Lebret ne put faire autrement que l’inviter à s’expliquer devant Mazeau. Cela ennuyait fort M. le Premier, qui n’aimait pas le bruit et avait fait jusqu’alors le possible pour ne pas être mêlé à l’Affaire. Il se flattait cependant de raisonner Quesnay, mais le malheureux était lancé et, pour couper les ponts, il avait rédigé un mémoire qu’il lui adressa et « qu’il était prêt à renouveler sous la foi du serment ». Il y articulait huit faits principaux : son propre entretien avec Bard (il le raconta exactement) ; que Bard serait allé un autre jour dans le local où se trouvait Picquart ; que Lœw s’y était rendu également ; que Bard avait causé avec Labori ; que Lœw avait chargé Ménard, le greffier, d’exprimer à Picquart « tous les regrets de la Cour » de ne pouvoir l’entendre à l’heure dite ; que le capitaine Herqué avait été « ému » de ces marques d’extrême bienveillance « envers un officier rayé des cadres de l’armée » ; que Lœw avait fait servir à Picquart, après une de ses dépositions, « un breuvage de choix » ; enfin que Bard avait ordonné, le jour suivant, de lui préparer « un grog chaud », mais que « le serviteur avait répondu : « On n’en fait pas autant pour nos généraux.

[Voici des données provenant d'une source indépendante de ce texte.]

//! Load/unload operation handles
//!
//! An [`OperationHandle`] is shared between the host that performs the work
//! and the controller that requested it. The host reports progress and
//! completion; the controller reads progress and gates activation.

use core::sync::atomic::{AtomicBool, AtomicU32, AtomicU8, Ordering};
use std::fmt;
use std::sync::Arc;

use crate::unit::LoadMode;

/// Progress at which a held load is ready to activate
pub const ACTIVATION_THRESHOLD: f32 = 0.9;

/// Unique identifier for an operation, allocated by the host
#[derive(Clone, Copy, Debug, PartialEq, Eq, PartialOrd, Ord, Hash)]
pub struct OperationId(pub u64);

impl fmt::Display for OperationId {
    fn fmt(&self, f: &mut fmt::Formatter<'_>) -> fmt::Result {
        write!(f, "op#{}", self.0)
    }
}

/// Direction of an operation
#[derive(Clone, Copy, Debug, PartialEq, Eq)]
pub enum OperationKind {
    Load,
    Unload,
}

/// Operation status
#[derive(Clone, Copy, Debug, PartialEq, Eq)]
#[repr(u8)]
pub enum OperationStatus {
    /// Host is still working
    InProgress = 0,
    /// Finished successfully
    Done = 1,
    /// Host gave up on the unit
    Failed = 2,
}

impl From<u8> for OperationStatus {
    fn from(v: u8) -> Self {
        match v {
            1 => Self::Done,
            2 => Self::Failed,
            _ => Self::InProgress,
        }
    }
}

/// Shared operation state
struct OperationData {
    id: OperationId,
    kind: OperationKind,
    unit: String,
    mode: LoadMode,
    /// f32 bits
    progress: AtomicU32,
    allow_activation: AtomicBool,
    status: AtomicU8,
}

/// Handle to a pending load or unload
#[derive(Clone)]
pub struct OperationHandle {
    data: Arc<OperationData>,
}

impl OperationHandle {
    /// Create a new in-progress operation. Activation is allowed by default.
    pub fn new(id: OperationId, kind: OperationKind, unit: impl Into<String>, mode: LoadMode) -> Self {
        Self {
            data: Arc::new(OperationData {
                id,
                kind,
                unit: unit.into(),
                mode,
                progress: AtomicU32::new(0f32.to_bits()),
                allow_activation: AtomicBool::new(true),
                status: AtomicU8::new(OperationStatus::InProgress as u8),
            }),
        }
    }

    pub fn id(&self) -> OperationId {
        self.data.id
    }

    pub fn kind(&self) -> OperationKind {
        self.data.kind
    }

    /// Name of the unit this operation targets
    pub fn unit(&self) -> &str {
        &self.data.unit
    }

    pub fn mode(&self) -> LoadMode {
        self.data.mode
    }

    /// Current progress in [0, 1]
    pub fn progress(&self) -> f32 {
        f32::from_bits(self.data.progress.load(Ordering::Acquire))
    }

    /// Whether the host may finalize the unit once loaded
    pub fn allow_activation(&self) -> bool {
        self.data.allow_activation.load(Ordering::Acquire)
    }

    /// While false, a load is held at the activation threshold
    pub fn set_allow_activation(&self, allow: bool) {
        self.data.allow_activation.store(allow, Ordering::Release);
    }

    pub fn status(&self) -> OperationStatus {
        OperationStatus::from(self.data.status.load(Ordering::Acquire))
    }

    pub fn is_done(&self) -> bool {
        self.status() == OperationStatus::Done
    }

    pub fn is_failed(&self) -> bool {
        self.status() == OperationStatus::Failed
    }

    /// Done or failed
    pub fn is_finished(&self) -> bool {
        self.status() != OperationStatus::InProgress
    }

    /// Whether both handles refer to the same operation
    pub fn ptr_eq(&self, other: &Self) -> bool {
        Arc::ptr_eq(&self.data, &other.data)
    }

    // Host side

    /// Report progress. Values are clamped to [0, 1] and never move backwards.
    pub fn report_progress(&self, progress: f32) {
        if self.is_finished() || progress.is_nan() {
            return;
        }
        let progress = progress.clamp(0.0, 1.0);
        let _ = self
            .data
            .progress
            .fetch_update(Ordering::AcqRel, Ordering::Acquire, |bits| {
                (progress > f32::from_bits(bits)).then(|| progress.to_bits())
            });
    }

    /// Mark the operation complete
    pub fn finish(&self) {
        if self.is_finished() {
            return;
        }
        self.data.progress.store(1f32.to_bits(), Ordering::Release);
        let _ = self.data.status.compare_exchange(
            OperationStatus::InProgress as u8,
            OperationStatus::Done as u8,
            Ordering::AcqRel,
            Ordering::Acquire,
        );
    }

    /// Mark the operation failed. Progress stays where it stopped.
    pub fn fail(&self) {
        let _ = self.data.status.compare_exchange(
            OperationStatus::InProgress as u8,
            OperationStatus::Failed as u8,
            Ordering::AcqRel,
            Ordering::Acquire,
        );
    }
}

impl PartialEq for OperationHandle {
    fn eq(&self, other: &Self) -> bool {
        self.data.id == other.data.id
    }
}

impl Eq for OperationHandle {}

impl fmt::Debug for OperationHandle {
    fn fmt(&self, f: &mut fmt::Formatter<'_>) -> fmt::Result {
        f.debug_struct("OperationHandle")
            .field("id", &self.data.id)
            .field("kind", &self.data.kind)
            .field("unit", &self.data.unit)
            .field("progress", &self.progress())
            .field("allow_activation", &self.allow_activation())
            .field("status", &self.status())
            .finish()
    }
}
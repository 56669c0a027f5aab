//! Integration tests for UnitLoader

use std::sync::Arc;
use parking_lot::Mutex;
use void_scene::*;

fn record(loader: &mut UnitLoader) -> Arc<Mutex<Vec<UnitEvent>>> {
    let events = Arc::new(Mutex::new(Vec::new()));
    let sink = events.clone();
    loader.subscribe(move |e: &UnitEvent| sink.lock().push(e.clone()));
    events
}

fn count(events: &Mutex<Vec<UnitEvent>>, pred: impl Fn(&UnitEvent) -> bool) -> usize {
    events.lock().iter().filter(|e| pred(e)).count()
}

fn loaded(events: &Mutex<Vec<UnitEvent>>) -> usize {
    count(events, |e| matches!(e, UnitEvent::Loaded { .. }))
}

fn unloaded(events: &Mutex<Vec<UnitEvent>>) -> usize {
    count(events, |e| matches!(e, UnitEvent::Unloaded { .. }))
}

fn feed(loader: &mut UnitLoader, host: &MemoryHost) {
    for event in host.drain_events() {
        loader.handle_host_event(&event);
    }
}

#[test]
fn test_load_reports_once() {
    let mut host = MemoryHost::with_units(["level1"]);
    let mut loader = UnitLoader::for_unit(LoadUnit::new("level1"));
    let events = record(&mut loader);

    loader.load(&mut host);
    assert!(loader.is_loading());
    assert!(!loader.is_listening_for_load());
    host.run_until_idle(10);
    feed(&mut loader, &host);
    loader.update();

    assert_eq!(loaded(&events), 1);
    assert_eq!(events.lock()[0], UnitEvent::Loaded { unit: "level1".into() });
    assert!(!loader.is_loading());
}

#[test]
fn test_load_while_loading_keeps_one_operation() {
    let mut host = MemoryHost::with_units(["level1"]);
    let mut loader = UnitLoader::for_unit(LoadUnit::new("level1"));
    let events = record(&mut loader);

    let op = loader.load_async(&mut host, false).unwrap();
    loader.load(&mut host);
    assert_eq!(host.pending_operations().len(), 1);
    assert!(!op.allow_activation());

    // Once held at the threshold, load() releases the same operation
    host.run_until_idle(10);
    loader.load(&mut host);
    assert_eq!(host.pending_operations().len(), 1);
    assert!(op.allow_activation());

    host.advance();
    loader.update();
    feed(&mut loader, &host);
    loader.update();

    assert!(host.pending_operations().is_empty());
    assert_eq!(loaded(&events), 1);
}

#[test]
fn test_repeated_load_submits_once() {
    let mut host = MemoryHost::with_units(["level1"]);
    let mut loader = UnitLoader::for_unit(LoadUnit::new("level1"));

    loader.load(&mut host);
    loader.load(&mut host);
    assert!(loader.load_async(&mut host, true).is_some());
    assert_eq!(host.pending_operations().len(), 1);
}

#[test]
fn test_load_after_completion_submits_again() {
    let mut host = MemoryHost::with_units(["level1"]);
    let mut loader = UnitLoader::for_unit(LoadUnit::new("level1"));
    let events = record(&mut loader);

    let first = loader.load_async(&mut host, true).unwrap();
    host.run_until_idle(10);

    // The finished load is reported, then a fresh one is submitted
    let second = loader.load_async(&mut host, true).unwrap();
    assert_ne!(first.id(), second.id());
    assert_eq!(loaded(&events), 1);
    assert_eq!(host.pending_operations().len(), 1);
}

#[test]
fn test_interleaved_broadcasts_reported_once_each() {
    let mut loader = UnitLoader::for_unit(LoadUnit::new("level1"));
    let events = record(&mut loader);

    let broadcast = |id: u64| HostEvent::UnitLoaded {
        unit: "level1".into(),
        mode: LoadMode::Single,
        operation: Some(OperationId(id)),
    };
    for id in [1, 2, 1, 2] {
        loader.handle_host_event(&broadcast(id));
    }

    assert_eq!(loaded(&events), 2);
}

#[test]
fn test_load_async_listener_first() {
    let mut host = MemoryHost::with_units(["level1"]);
    let mut loader = UnitLoader::for_unit(LoadUnit::new("level1"));
    let events = record(&mut loader);

    let op = loader.load_async(&mut host, true).unwrap();
    assert!(op.allow_activation());
    assert!(loader.is_listening_for_load());

    host.run_until_idle(10);
    assert!(op.is_done());

    loader.update();
    feed(&mut loader, &host);
    loader.update();

    assert_eq!(loaded(&events), 1);
    assert!(!loader.is_loading());
}

#[test]
fn test_load_async_broadcast_first() {
    let mut host = MemoryHost::with_units(["level1"]);
    let mut loader = UnitLoader::for_unit(LoadUnit::new("level1"));
    let events = record(&mut loader);

    loader.load_async(&mut host, true).unwrap();
    host.run_until_idle(10);

    feed(&mut loader, &host);
    assert_eq!(loaded(&events), 0);
    loader.update();

    assert_eq!(loaded(&events), 1);
}

#[test]
fn test_repeated_broadcast_reported_once() {
    let mut host = MemoryHost::with_units(["level1"]);
    let mut loader = UnitLoader::for_unit(LoadUnit::new("level1"));
    let events = record(&mut loader);

    loader.load(&mut host);
    host.run_until_idle(10);
    let broadcasts = host.drain_events();
    for event in broadcasts.iter().chain(broadcasts.iter()) {
        loader.handle_host_event(event);
    }

    assert_eq!(loaded(&events), 1);
}

#[test]
fn test_preload_then_release() {
    let mut host = MemoryHost::with_units(["level1"]);
    let mut loader = UnitLoader::for_unit(LoadUnit::new("level1"));
    let events = record(&mut loader);

    let op = loader.load_async(&mut host, false).unwrap();
    host.run_until_idle(10);
    assert_eq!(op.progress(), ACTIVATION_THRESHOLD);
    assert!(!op.is_done());
    assert!(!host.is_loaded("level1"));

    // Same operation, activation released, no second submit
    let polled = loader.load_async(&mut host, false).unwrap();
    assert_eq!(polled.id(), op.id());
    assert!(op.allow_activation());
    assert!(!loader.is_listening_for_load());
    assert_eq!(host.pending_operations().len(), 1);

    host.advance();
    assert!(host.is_loaded("level1"));

    loader.update();
    feed(&mut loader, &host);
    loader.update();

    assert_eq!(loaded(&events), 1);
    assert!(!loader.is_loading());
}

#[test]
fn test_poll_before_threshold_keeps_waiting() {
    let mut host = MemoryHost::with_units(["level1"]);
    let mut loader = UnitLoader::for_unit(LoadUnit::new("level1"));

    let op = loader.load_async(&mut host, false).unwrap();
    host.advance();

    let polled = loader.load_async(&mut host, true).unwrap();
    assert_eq!(polled.id(), op.id());
    assert!(!op.allow_activation());
    assert!(loader.is_listening_for_load());
    assert_eq!(host.pending_operations().len(), 1);
}

#[test]
fn test_preload_async_ignored_while_loading() {
    let mut host = MemoryHost::with_units(["level1"]);
    let mut loader = UnitLoader::for_unit(LoadUnit::new("level1"));

    assert!(loader.preload_async(&mut host).is_some());
    assert!(loader.preload_async(&mut host).is_none());
    assert_eq!(host.pending_operations().len(), 1);
}

#[test]
fn test_start_preloads_when_configured() {
    let mut host = MemoryHost::with_units(["level1"]);

    let mut idle = UnitLoader::for_unit(LoadUnit::new("level1"));
    idle.start(&mut host);
    assert!(idle.load_operation().is_none());

    let mut loader = UnitLoader::new(UnitLoaderConfig::new(LoadUnit::new("level1")).preload_on_start());
    loader.start(&mut host);

    let op = loader.load_operation().unwrap();
    assert!(!op.allow_activation());
    assert_eq!(host.pending_operations().len(), 1);
}

#[test]
fn test_invalid_unit_is_noop() {
    let mut host = MemoryHost::with_units(["level1"]);
    let mut loader = UnitLoader::for_unit(LoadUnit::new("missing"));

    loader.load(&mut host);
    assert!(loader.load_async(&mut host, true).is_none());
    assert!(host.pending_operations().is_empty());

    let mut blank = UnitLoader::for_unit(LoadUnit::new("   "));
    assert!(blank.load_async(&mut host, true).is_none());
}

#[test]
fn test_failed_load_reported() {
    let mut host = MemoryHost::with_units(["level1"]);
    let mut loader = UnitLoader::for_unit(LoadUnit::new("level1"));
    let events = record(&mut loader);

    loader.load_async(&mut host, true).unwrap();
    host.fail_unit("level1");
    loader.update();

    assert_eq!(
        count(&events, |e| matches!(e, UnitEvent::Failed { .. })),
        1
    );
    assert_eq!(loaded(&events), 0);
    assert!(!loader.is_loading());
}

#[test]
fn test_unload_async_reports_once() {
    let mut host = MemoryHost::with_units(["level1"]);
    host.preload_unit("level1");
    let mut loader = UnitLoader::for_unit(LoadUnit::new("level1"));
    let events = record(&mut loader);

    let op = loader.unload_async(&mut host).unwrap();
    let again = loader.unload_async(&mut host).unwrap();
    assert!(op.ptr_eq(&again));
    assert_eq!(host.pending_operations().len(), 1);

    host.run_until_idle(10);
    assert!(!host.is_loaded("level1"));

    feed(&mut loader, &host);
    loader.update();

    assert_eq!(unloaded(&events), 1);
    assert!(loader.unload_operation().is_none());
}

#[test]
fn test_unload_not_loaded() {
    let mut host = MemoryHost::with_units(["level1"]);
    let mut loader = UnitLoader::for_unit(LoadUnit::new("level1"));

    loader.unload(&mut host);
    assert!(loader.unload_async(&mut host).is_none());
    assert!(host.pending_operations().is_empty());
}

#[test]
fn test_replaced_by_single_load_reports_unloaded() {
    let mut host = MemoryHost::with_units(["menu", "level1"]);
    host.preload_unit("menu");
    let mut menu = UnitLoader::for_unit(LoadUnit::new("menu"));
    let events = record(&mut menu);

    let mut level = UnitLoader::for_unit(LoadUnit::new("level1"));
    level.load(&mut host);
    host.run_until_idle(10);

    feed(&mut menu, &host);
    assert_eq!(unloaded(&events), 1);
    assert_eq!(loaded(&events), 0);
}

#[test]
fn test_set_active_requires_loaded_unit() {
    let mut host = MemoryHost::with_units(["world", "ui"]);
    let mut loader = UnitLoader::for_unit(LoadUnit::additive("ui"));
    let events = record(&mut loader);

    let result = loader.set_active(&mut host);
    assert_eq!(result, Err(SceneError::NoActiveInstance("ui".into())));
    assert_eq!(host.set_active_calls(), 0);
    assert!(events.lock().is_empty());

    host.preload_unit("world");
    host.preload_unit("ui");
    assert_eq!(host.active_unit().map(|u| u.name), Some("world".to_string()));

    loader.set_active(&mut host).unwrap();
    assert_eq!(host.set_active_calls(), 1);
    assert_eq!(host.active_unit().map(|u| u.name), Some("ui".to_string()));
    assert_eq!(events.lock()[0], UnitEvent::Activated { unit: "ui".into() });
}

#[test]
fn test_restart_current_unit() {
    let mut host = MemoryHost::with_units(["menu", "level1"]);
    let mut loader = UnitLoader::for_unit(LoadUnit::new("level1"));
    assert!(loader.restart_current_unit(&mut host).is_none());

    host.preload_unit("menu");
    let op = loader.restart_current_unit(&mut host).unwrap();
    assert_eq!(op.unit(), "menu");
    assert_eq!(op.mode(), LoadMode::Single);

    host.run_until_idle(10);
    assert_eq!(host.loaded_units(), vec!["menu".to_string()]);
}

#[test]
fn test_restart_while_loading_keeps_one_operation() {
    let mut host = MemoryHost::with_units(["menu", "level1"]);
    host.preload_unit("menu");
    let mut loader = UnitLoader::for_unit(LoadUnit::additive("level1"));

    let op = loader.load_async(&mut host, false).unwrap();
    let restarted = loader.restart_current_unit(&mut host).unwrap();
    assert_eq!(restarted.id(), op.id());
    assert_eq!(host.pending_operations().len(), 1);

    loader.restart_current_unit(&mut host);
    loader.load(&mut host);
    assert_eq!(host.pending_operations().len(), 1);
}

#[test]
fn test_unload_current_unit() {
    let mut host = MemoryHost::with_units(["menu"]);
    let mut loader = UnitLoader::for_unit(LoadUnit::new("level1"));
    assert!(loader.unload_current_unit(&mut host).is_none());

    host.preload_unit("menu");
    let op = loader.unload_current_unit(&mut host).unwrap();
    assert_eq!(op.unit(), "menu");
    host.run_until_idle(10);
    assert!(host.active_unit().is_none());
}

#[test]
fn test_load_batched() {
    let mut host = MemoryHost::with_units(["level1"]);
    let mut coordinator = BatchLoadCoordinator::default();

    let loader = UnitLoader::new(UnitLoaderConfig::new(LoadUnit::new("level1")).use_coordinator());
    loader.load_batched(&mut coordinator, &mut host).unwrap();
    assert!(coordinator.is_active());
    assert_eq!(coordinator.state().operations.len(), 1);
    assert!(!coordinator.state().operations[0].allow_activation());

    let missing = UnitLoader::for_unit(LoadUnit::new("missing"));
    assert_eq!(
        missing.load_batched(&mut coordinator, &mut host),
        Err(SceneError::InvalidUnit("missing".into()))
    );
}

#[test]
fn test_coordinator_flag_routes_loads() {
    let mut host = MemoryHost::with_units(["level1"]);
    let mut coordinator = BatchLoadCoordinator::default();
    let mut loader = UnitLoader::new(UnitLoaderConfig::new(LoadUnit::new("level1")).use_coordinator());

    assert!(loader.load_async(&mut host, true).is_none());
    assert!(host.pending_operations().is_empty());

    let op = loader
        .load_routed(&mut coordinator, &mut host, true)
        .unwrap()
        .unwrap();
    assert!(coordinator.is_active());
    assert!(!op.allow_activation());
    assert!(!loader.is_loading());
    assert_eq!(host.pending_operations().len(), 1);

    assert_eq!(
        loader.load_routed(&mut coordinator, &mut host, true),
        Err(SceneError::BatchInProgress)
    );
}

#[test]
fn test_load_routed_without_flag_loads_directly() {
    let mut host = MemoryHost::with_units(["level1"]);
    let mut coordinator = BatchLoadCoordinator::default();
    let mut loader = UnitLoader::for_unit(LoadUnit::new("level1"));

    let op = loader
        .load_routed(&mut coordinator, &mut host, true)
        .unwrap()
        .unwrap();
    assert!(op.allow_activation());
    assert!(loader.is_listening_for_load());
    assert_eq!(coordinator.phase(), BatchPhase::Idle);
}

#[test]
fn test_teardown_drops_listeners() {
    let mut host = MemoryHost::with_units(["level1"]);
    let mut loader = UnitLoader::for_unit(LoadUnit::new("level1"));
    let events = record(&mut loader);

    loader.load_async(&mut host, true).unwrap();
    loader.teardown();
    loader.teardown();
    assert!(!loader.is_loading());
    assert!(!loader.is_listening_for_load());

    host.run_until_idle(10);
    loader.update();
    assert_eq!(loaded(&events), 0);
}

#[test]
fn test_unsubscribe() {
    let mut host = MemoryHost::with_units(["level1"]);
    let mut loader = UnitLoader::for_unit(LoadUnit::new("level1"));

    let events = Arc::new(Mutex::new(Vec::new()));
    let sink = events.clone();
    let id = loader.subscribe(move |e: &UnitEvent| sink.lock().push(e.clone()));
    assert!(loader.unsubscribe(id));
    assert!(!loader.unsubscribe(id));

    loader.load(&mut host);
    host.run_until_idle(10);
    feed(&mut loader, &host);
    assert!(events.lock().is_empty());
}
//! Module loading and the shared module cache.
//!
//! The cache is the only state shared across requests. Each location is read
//! and hashed at most once per cache; concurrent loads of the same location
//! wait on a per-location slot instead of reading twice.

use crate::error::{Error, Result};
use crate::naming::make_unique_id;
use crate::resolver::ModuleLocation;
use rustc_hash::FxHashMap;
use sourcefiles_util::fs::read_utf8;
use std::sync::{Arc, Mutex, RwLock};

/// A loaded module. Immutable once created.
#[derive(Debug, Clone, PartialEq, Eq)]
pub struct ModuleRecord {
    pub location: ModuleLocation,
    /// Original file contents, before normalization or patching.
    pub contents: String,
    /// `<shortName>-<hash>`, fixed by the specifier of the first load.
    pub unique_id: String,
}

type Slot = Arc<Mutex<Option<Arc<ModuleRecord>>>>;

/// Append-only cache of loaded modules keyed by canonical location.
#[derive(Debug, Default)]
pub struct ModuleCache {
    slots: RwLock<FxHashMap<ModuleLocation, Slot>>,
}

impl ModuleCache {
    #[must_use]
    pub fn new() -> Self {
        Self::default()
    }

    /// Load the module at `location`, reached through `specifier`.
    ///
    /// Returns the cached record if the location was loaded before; the id
    /// then reflects the specifier used by that first load. Read failures are
    /// not cached.
    pub fn load(&self, location: &ModuleLocation, specifier: &str) -> Result<Arc<ModuleRecord>> {
        let slot = self.slot(location)?;
        let mut guard = slot.lock().map_err(|_| poisoned(location))?;

        if let Some(record) = guard.as_ref() {
            tracing::trace!(path = %location, id = %record.unique_id, "module cache hit");
            return Ok(Arc::clone(record));
        }

        let contents = read_utf8(location.path()).map_err(|source| Error::Load {
            path: location.path().to_path_buf(),
            source,
        })?;
        let unique_id = make_unique_id(specifier, &contents);
        tracing::debug!(path = %location, specifier, id = %unique_id, "loaded module");

        let record = Arc::new(ModuleRecord {
            location: location.clone(),
            contents,
            unique_id,
        });
        *guard = Some(Arc::clone(&record));
        Ok(record)
    }

    /// Cached record for `location`, without loading.
    #[must_use]
    pub fn get(&self, location: &ModuleLocation) -> Option<Arc<ModuleRecord>> {
        let slot = self.slots.read().ok()?.get(location).cloned()?;
        let guard = slot.lock().ok()?;
        guard.clone()
    }

    /// Number of loaded modules.
    #[must_use]
    pub fn len(&self) -> usize {
        let Ok(slots) = self.slots.read() else {
            return 0;
        };
        slots
            .values()
            .filter(|slot| slot.lock().map(|g| g.is_some()).unwrap_or(false))
            .count()
    }

    #[must_use]
    pub fn is_empty(&self) -> bool {
        self.len() == 0
    }

    fn slot(&self, location: &ModuleLocation) -> Result<Slot> {
        if let Some(slot) = self
            .slots
            .read()
            .map_err(|_| poisoned(location))?
            .get(location)
        {
            return Ok(Arc::clone(slot));
        }

        let mut slots = self.slots.write().map_err(|_| poisoned(location))?;
        Ok(Arc::clone(slots.entry(location.clone()).or_default()))
    }
}

fn poisoned(location: &ModuleLocation) -> Error {
    Error::Load {
        path: location.path().to_path_buf(),
        source: std::io::Error::new(std::io::ErrorKind::Other, "module cache lock poisoned"),
    }
}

Les généraux, ce n’est rien. Il n’y a que Picquart ! Un grog chaud ? J’aimerais mieux lui donner un vomitif[1] ».

En d’autres temps, il eût suffi de publier une pareille dénonciation pour en faire justice. Mazeau et Lebret lui-même en furent d’abord indignés, et quand Lœw,

  1. Enq. Mazeau, 50 à 53, lettre du 28 décembre 1898.